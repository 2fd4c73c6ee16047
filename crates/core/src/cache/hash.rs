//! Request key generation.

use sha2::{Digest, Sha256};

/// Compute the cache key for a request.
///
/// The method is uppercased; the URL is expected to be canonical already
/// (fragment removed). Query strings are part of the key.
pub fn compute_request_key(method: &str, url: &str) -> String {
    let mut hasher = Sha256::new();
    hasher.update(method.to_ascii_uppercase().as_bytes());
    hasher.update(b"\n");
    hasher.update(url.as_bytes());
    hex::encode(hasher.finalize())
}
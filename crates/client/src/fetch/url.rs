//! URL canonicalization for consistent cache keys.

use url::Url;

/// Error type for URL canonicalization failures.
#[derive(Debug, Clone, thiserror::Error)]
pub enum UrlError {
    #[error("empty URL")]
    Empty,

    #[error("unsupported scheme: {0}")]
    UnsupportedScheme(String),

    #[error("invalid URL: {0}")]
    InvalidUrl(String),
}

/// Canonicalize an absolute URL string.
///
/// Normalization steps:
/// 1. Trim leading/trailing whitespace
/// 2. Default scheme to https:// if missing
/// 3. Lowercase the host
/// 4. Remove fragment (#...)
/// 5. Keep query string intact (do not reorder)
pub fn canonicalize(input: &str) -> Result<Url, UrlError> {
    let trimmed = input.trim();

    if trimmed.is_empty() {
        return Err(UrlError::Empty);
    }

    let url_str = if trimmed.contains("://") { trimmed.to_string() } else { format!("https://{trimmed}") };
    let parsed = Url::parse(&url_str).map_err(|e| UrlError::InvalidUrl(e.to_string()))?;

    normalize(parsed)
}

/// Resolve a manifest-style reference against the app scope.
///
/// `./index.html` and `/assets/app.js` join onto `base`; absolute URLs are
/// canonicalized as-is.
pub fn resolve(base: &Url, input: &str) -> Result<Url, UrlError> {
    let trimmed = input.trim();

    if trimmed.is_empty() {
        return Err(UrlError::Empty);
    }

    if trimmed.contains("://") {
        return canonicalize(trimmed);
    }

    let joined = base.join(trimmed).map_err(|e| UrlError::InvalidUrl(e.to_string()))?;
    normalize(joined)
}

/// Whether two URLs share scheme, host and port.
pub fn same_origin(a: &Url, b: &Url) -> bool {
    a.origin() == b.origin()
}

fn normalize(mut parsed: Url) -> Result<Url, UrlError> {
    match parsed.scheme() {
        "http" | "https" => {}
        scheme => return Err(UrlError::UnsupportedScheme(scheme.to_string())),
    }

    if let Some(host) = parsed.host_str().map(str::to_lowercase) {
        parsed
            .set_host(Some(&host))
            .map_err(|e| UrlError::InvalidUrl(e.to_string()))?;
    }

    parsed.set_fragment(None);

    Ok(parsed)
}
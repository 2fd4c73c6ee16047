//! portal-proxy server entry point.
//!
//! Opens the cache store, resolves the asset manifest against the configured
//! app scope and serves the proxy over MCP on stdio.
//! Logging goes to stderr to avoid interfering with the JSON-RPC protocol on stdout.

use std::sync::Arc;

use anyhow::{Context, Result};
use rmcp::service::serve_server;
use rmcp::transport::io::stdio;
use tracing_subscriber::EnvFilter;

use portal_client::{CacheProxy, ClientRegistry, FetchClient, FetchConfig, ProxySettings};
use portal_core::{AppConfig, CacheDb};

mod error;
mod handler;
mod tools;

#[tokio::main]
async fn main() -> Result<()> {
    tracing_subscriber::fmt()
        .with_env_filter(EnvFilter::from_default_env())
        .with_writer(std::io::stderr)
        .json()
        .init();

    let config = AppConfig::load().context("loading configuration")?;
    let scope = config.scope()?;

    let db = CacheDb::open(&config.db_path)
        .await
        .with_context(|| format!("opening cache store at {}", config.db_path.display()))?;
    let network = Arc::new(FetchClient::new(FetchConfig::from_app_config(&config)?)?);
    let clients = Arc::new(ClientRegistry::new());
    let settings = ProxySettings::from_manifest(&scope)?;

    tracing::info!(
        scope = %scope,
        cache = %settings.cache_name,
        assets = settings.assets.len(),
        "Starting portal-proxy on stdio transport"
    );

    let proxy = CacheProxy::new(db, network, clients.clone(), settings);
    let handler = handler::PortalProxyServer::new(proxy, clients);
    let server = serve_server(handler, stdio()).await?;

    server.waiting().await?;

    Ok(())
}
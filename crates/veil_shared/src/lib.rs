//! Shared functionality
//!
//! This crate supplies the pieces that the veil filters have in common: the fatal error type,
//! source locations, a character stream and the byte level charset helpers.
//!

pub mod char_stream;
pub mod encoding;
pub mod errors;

-------

> [PROBLEM TO WORK ON]: Copy exactly the opening line of the material, the line bearing "be canonical already", and every line between them. Include nothing else.

> [RESPONSE TO THE TASK]:
repository 2fd4c73c6ee16047
filename crates/core/src/cache/hash.rs
//! Request key generation.

use sha2::{Digest, Sha256};

/// Compute the cache key for a request.
///
/// The method is uppercased; the URL is expected to be canonical already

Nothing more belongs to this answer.